Avec ce nouveau titre dense et nébuleux, Daisuke Igarashi propose une version de notre monde à la fois terrible et beau. Une lecture métaphysique qui interroge notre perception du monde.
Dans un futur proche, la science est parvenue à mêler les ADN humain et animal. L’hybridation est désormais une affaire de design. Il suffit de choisir une forme pour obtenir certaines capacités physiques. Le résultat de ces mélanges s’appelle « Humanized Animals ». L’entreprise qui conçoit ces êtres s’en sert avant tout à des fins militaires, mais tout le monde ne semble pas poursuivre les même objectifs. À l’heure où se prépare un bouleversement biologique d’ampleur, qu’adviendra-t-il de la société humaine ?
Daisuke Igarashi est un auteur complexe. Ses œuvres, plus ou moins géopolitiques, entrelacent invariablement graphisme singulier et interrogation métaphysique. Il fabrique des histoires denses que le lecteur devra lire avec attention. Parvenir à plonger dans ses univers garantit un voyage époustouflant dont le spectateur ne ressortira pas indemne. Sa perception du monde est agrémentée de nouveaux points de vue, parfois insoupçonnés.
La quête des origines
Designs, écrit et dessiné en 2015, ne déroge pas à la recette magique de Daisuke Igarashi. Comme dans Les Enfants de la mer, l’auteur propose de partir à la recherche du sens de la vie. À travers des expérimentations biologiques, il nous renvoi à la définition de l’humain, et nous interroge sur son devenir. L’humain peut-il s’améliorer lui-même ? Peut-il modifier l’ADN du vivant pour son propre confort ? Quelle nouvelle société peut naître d’une révolution si profonde ?

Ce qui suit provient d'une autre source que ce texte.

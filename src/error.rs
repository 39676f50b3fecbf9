use crate::port::PortError;
use std::time::Duration;
use thiserror::Error;

/// A specialized `Result` type for bridge operations.
pub type BridgeResult<T> = Result<T, BridgeError>;

/// Unified bridge error type.
///
/// Only [`BridgeError::PromptTimeout`], [`BridgeError::WriteFault`] and
/// [`BridgeError::SessionClosed`] reach callers of the command API. The
/// other variants describe failures that the session turns into console
/// diagnostics; they are still returned by
/// [`SessionManager::try_open`](crate::SessionManager::try_open) for callers
/// that want the value instead of a boolean.
#[derive(Debug, Error)]
pub enum BridgeError {
    #[error("Serial ports are not available on this platform")]
    CapabilityUnavailable,

    #[error("Failed to connect to the serial port: {0}")]
    ConnectionFailure(#[source] PortError),

    #[error("A serial port is already connected. Close it before opening another.")]
    AlreadyConnected,

    #[error("The device closed the stream")]
    StreamClosed,

    #[error("Error while reading from the serial port: {0}")]
    ReadFault(#[source] PortError),

    #[error("Error while writing to the serial port: {0}")]
    WriteFault(#[source] PortError),

    #[error("No prompt received within {0:?}")]
    PromptTimeout(Duration),

    /// The session was closed while a write or a prompt wait was in flight.
    #[error("The session was closed")]
    SessionClosed,

    #[error("Invalid session settings: {0}")]
    InvalidSettings(String),
}

impl BridgeError {
    /// Whether this is a prompt timeout, the one failure a caller is expected to handle.
    pub fn is_timeout(&self) -> bool {
        matches!(self, Self::PromptTimeout(_))
    }
}

#[cfg(test)]
mod tests {
    use super::*;

    #[test]
    fn test_timeout_display() {
        let err = BridgeError::PromptTimeout(Duration::from_millis(200));
        assert!(err.to_string().contains("200ms"));
        assert!(err.is_timeout());
    }

    #[test]
    fn test_connection_failure_keeps_source() {
        let err = BridgeError::ConnectionFailure(PortError::denied("user cancelled"));
        assert!(err.to_string().contains("user cancelled"));
        assert!(std::error::Error::source(&err).is_some());
        assert!(!err.is_timeout());
    }
}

À travers un récit d’anticipation aux multiples personnages, Daisuke Igarashi s’attaque à notre perception du monde et plus précisément à la façon dont chaque être vivant, humain ou non, perçoit son environnement : un chien s'appuie sur les odeurs, un dauphin sur les sons. Comment interagir avec des presque-humains qui conçoivent l'espace de façon si sensoriellement différente de la société dominante ? Dans ce manga, l’auteur mène une expérience de pensée ambitieuse, touchant la corde sensible de l’égo humain : sa place dans la Nature.
Designs T.1 © Noeve Grafx
Conception d’un traité philosophique
Daisuke Igarashi époustoufle avec son graphisme si singulier. Il est à la fois fourni en détails, tout en finesse et en fragilité, comme désarticulé. Il se dégage de cette légèreté graphique une force étonnante qui intime l’humilité.
Si son graphisme singulier comblera le lecteur le plus téméraire, plonger dans son monde est une affaire de vétéran du genre SF. Daisuke Igarashi bâtit un univers large et très complet. Pour aborder le fond du sujet, l’auteur tente de dépeindre le tableau le plus complet possible, avec quelques facilités à la clef.
Parmi les personnages de Designs, un plus bavard que les autres permet au lecteur de comprendre les enjeux géopolitiques et commerciaux des Humanized Animals et l’entreprise qui en est à l'origine. Sans grand discours, Daisuke Igarashi a du mal à se faire comprendre. Recourir à un personnage bavard, sorte de facilité scénaristique, serait donc un mal pour un bien ? Chaque lecteur sera juge.
Designs T.1 © Noeve Grafx, 2023
Une thèse en parallèle
La sortie de Designs en France en 2023 permet de faire un parallèle parlant avec un autre manga Bio punk sorti en 2022 : Darwin’s Incident d'Umezawa Shun.
Les deux ouvrages abordent l’hybridation humain/animal par deux aspects opposés. Dans Designs, les êtres hybrides sont des « animaux humanisés », des Humanized Animals, là où l’être hybride de Darwin’s Incident est un Humanzé, un humain-chimpanzé. Lorsque les HA de Designs sont mis au banc de la société, parfois incapables de communiquer faute de cordes vocales. Ils sont alors forcés de s’intégrer à la société humaine, bon gré mal gré.
Dans les deux cas, ces mangas questionnent le devenir de l’humanité, jonglant entre morale et ambition humaine. Dans cette grande remise en question existentielle, Designs nous embarque pour un voyage renversant.